Trois types de douleurs
La douleur nociceptive est la réponse normale du système nerveux à un stimulus potentiellement nocif (douleur signal d’alarme). Selon le type de stimulus, on distinguera une douleur nociceptive mécanique, inflammatoire, thermique… Leur traitement est à la fois curatif (identifier et traiter la cause) et symptomatique (stratégies non médicamenteuses, antalgiques classiques en trois paliers).
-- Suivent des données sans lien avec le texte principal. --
impl RecognitionOrchestrator {
    pub fn builder(
        classifier: Arc<dyn Classifier>,
        data_source: Arc<dyn DataSource>,
    ) -> OrchestratorBuilder {
        OrchestratorBuilder {
            classifier,
            data_source,
            config: SightlineConfig::default(),
            fingerprint_cache: None,
            result_cache: None,
            classifier_breaker: None,
            enrichment_breaker: None,
        }
    }

    /// Identify the subject of an image.
    ///
    /// Identical bytes are answered from the fingerprint cache without any
    /// remote call. On a miss the work runs on its own task, so dropping
    /// this future does not abandon it: the result still lands in the cache.
    /// Concurrent calls for the same image wait for one classification.
    ///
    /// Enrichment problems never fail the call; they show up as
    /// `degradation` on the result.
    pub async fn identify(
        &self,
        image_bytes: &[u8],
    ) -> Result<IdentificationResult, IdentifyError> {
        let fingerprint = fingerprint_of(image_bytes);
        let span = tracing::info_span!(
            "identify",
            %fingerprint,
            request_id = %Uuid::now_v7(),
            image_bytes = image_bytes.len()
        );
        self.identify_in_span(fingerprint, image_bytes)
            .instrument(span)
            .await
    }

    async fn identify_in_span(
        &self,
        fingerprint: ImageFingerprint,
        image_bytes: &[u8],
    ) -> Result<IdentificationResult, IdentifyError> {
        self.pipeline.stats.record_request();

        if let Some(hit) = self.pipeline.cached(fingerprint).await {
            return Ok(hit);
        }

        let pipeline = Arc::clone(&self.pipeline);
        let image = image_bytes.to_vec();
        let task = tokio::spawn(
            async move { pipeline.resolve(fingerprint, image).await }.in_current_span(),
        );

        match task.await {
            Ok(outcome) => outcome,
            Err(e) if e.is_panic() => std::panic::resume_unwind(e.into_panic()),
            Err(e) => Err(IdentifyError::ClassifierUnavailable(
                ClassifierError::Transient {
                    reason: format!("identification task cancelled: {}", e),
                },
            )),
        }
    }

    /// Health of both breakers and both caches, plus the classifier model.
    pub async fn health(&self) -> HealthReport {
        let p = &self.pipeline;
        let checks = vec![
            HealthCheck::for_breaker(
                CLASSIFIER_BREAKER,
                p.classifier_breaker.state(),
                p.classifier_breaker.failure_record(),
            ),
            HealthCheck::for_breaker(
                ENRICHMENT_BREAKER,
                p.enrichment_breaker.state(),
                p.enrichment_breaker.failure_record(),
            ),
            cache_check(FINGERPRINT_CACHE, &p.fingerprint_cache).await,
            cache_check(RESULT_CACHE, &p.result_cache).await,
        ];
        HealthReport::new(checks, p.classifier.model_info(), Utc::now())
    }

    /// Start a background sweeper for each cache at its configured interval.
    ///
    /// The sweepers stop when `shutdown` flips to true or its sender drops.
    pub fn spawn_cache_sweepers(
        &self,
        shutdown: watch::Receiver<bool>,
    ) -> Vec<JoinHandle<Arc<SweepMetrics>>> {
        let p = &self.pipeline;
        vec![
            tokio::spawn(cache_sweep_task(
                Arc::clone(&p.fingerprint_cache),
                p.config.fingerprint_cache.sweep_interval,
                shutdown.clone(),
            )),
            tokio::spawn(cache_sweep_task(
                Arc::clone(&p.result_cache),
                p.config.result_cache.sweep_interval,
                shutdown,
            )),
        ]
    }

    pub fn stats(&self) -> IdentifyStatsSnapshot {
        self.pipeline.stats.snapshot()
    }

    pub fn config(&self) -> &SightlineConfig {
        &self.pipeline.config
    }

    pub fn model_info(&self) -> ModelInfo {
        self.pipeline.classifier.model_info()
    }

    pub fn fingerprint_cache(&self) -> &Arc<FingerprintCache> {
        &self.pipeline.fingerprint_cache
    }

    pub fn result_cache(&self) -> &Arc<ResultCache> {
        &self.pipeline.result_cache
    }

    pub fn classifier_breaker(&self) -> &Arc<CircuitBreaker> {
        &self.pipeline.classifier_breaker
    }

    pub fn enrichment_breaker(&self) -> &Arc<CircuitBreaker> {
        &self.pipeline.enrichment_breaker
    }
}

impl std::fmt::Debug for RecognitionOrchestrator {
    fn fmt(&self, f: &mut std::fmt::Formatter<'_>) -> std::fmt::Result {
        let p = &self.pipeline;
        f.debug_struct("RecognitionOrchestrator")
            .field("data_source", &p.data_source.source_id())
            .field("classifier_breaker", &p.classifier_breaker)
            .field("enrichment_breaker", &p.enrichment_breaker)
            .field("policy", &p.config.policy)
            .finish()
    }
}

async fn cache_check<K, V>(component: &str, cache: &TtlCache<K, V>) -> HealthCheck
where
    K: Debug + Send + Sync + 'static,
    V: Send + Sync + 'static,
{
    let stats = cache.stats().await;
    HealthCheck::healthy(component)
        .with_metadata("entries", json!(stats.entry_count))
        .with_metadata("hits", json!(stats.hits))
        .with_metadata("misses", json!(stats.misses))
        .with_metadata("hit_rate", json!(stats.hit_rate()))
        .with_metadata("evictions", json!(stats.evictions))
        .with_metadata("faults", json!(stats.faults))
}

// ============================================================================
// PIPELINE
// ============================================================================

/// Shared state behind every clone of an orchestrator.
struct Pipeline {
    classifier: Arc<dyn Classifier>,
    data_source: Arc<dyn DataSource>,
    fingerprint_cache: Arc<FingerprintCache>,
    result_cache: Arc<ResultCache>,
    classifier_breaker: Arc<CircuitBreaker>,
    enrichment_breaker: Arc<CircuitBreaker>,
    inference_locks: KeyedCoalescer<ImageFingerprint>,
    enrichment_locks: KeyedCoalescer<EntityId>,
    config: SightlineConfig,
    stats: IdentifyStats,
}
La douleur neuropathique est générée par une maladie ou une lésion du système nerveux (central comme après un AVC ou périphérique comme dans une polyneuropathie). Elle peut exister en l’absence de stimulus et a donc perdu sa fonction de signal d’alarme. Cliniquement, on observera des déficits neurologiques (perte de sensibilité, de force…) associés à des symptômes positifs (allodynie…) dans un territoire correspondant à celui de la lésion neurologique supposée. Outre les traitements non médicamenteux, on peut proposer des antalgiques atypiques (antidépresseurs tricycliques ou inhibiteurs sélectifs de la recapture de la sérotonine et la noradrénaline, gabapentinoïdes).
La douleur nociplastique est due à un dysfonctionnement sans lésion du système nerveux. Ses mécanismes comprennent une sensibilisation centrale pathologique, une activation gliale, une désactivation des contrôles inhibiteurs. Une inflammation à bas bruit et des phénomènes dysimmunitaires sont probables même s’ils ne peuvent être objectivés en routine clinique. Cette douleur peut être régionale (syndrome douloureux régional complexe) ou diffuse (fibromyalgie). Les approches thérapeutiques utilisent des outils non médicamenteux et les antalgiques atypiques.
Faire réseau
Le caractère multidimensionnel de la douleur chronique appelle une réponse multimodale, pluridisciplinaire et ancrée dans le contexte de vie des personnes. Sa grande fréquence en fait un problème à gérer de préférence en première ligne. Sa résistance aux « traitements » peut générer frustration et solitude chez les soignants et soignantes. Autant de bonnes raisons de travailler en équipe, tant à l’hôpital qu’en première ligne de soins. Les maisons médicales me semblent être des lieux privilégiés pour répondre à la complexité de la douleur persistante et développer un regard élargi, centré sur la qualité de vie et le « vivre avec », idéalement en collaboration avec d’autres équipes (services de réadaptation, centres de la douleur, spine units…).
- Breivik et al., « Survey of chronic pain in Europe: prevalence, impact on daily life, and treatment », Eur J Pain, 2006 ;10.
- A. Steyaert et al., « The High Burden of Acute and Chronic Pain in General Practice in French-Speaking Belgium », J Pain Res, 2023;16.
- A. Berquin, J. Grisart, Les défis de la douleur chronique : Comprendre et accompagner les patients, Mardaga, 2016.
- J. Grisart, A. Berquin, La douleur ne me lâche pas : Comprendre la douleur chronique pour s’en détacher, Mardaga, 2017.
- MK Nicholas et al., “Early identification and management of psychological risk factors (’yellow flags’) in patients with low back pain: a reappraisal”, Phys Ther 2011;91(5).
- Réunion de consensus Inami 2018 : L’usage rationnel des opioïdes en cas de douleur chronique.
- Réunion de consensus Inami 2019 : L’usage rationnel des analgésiques non opioïdes dans le traitement de la douleur chronique.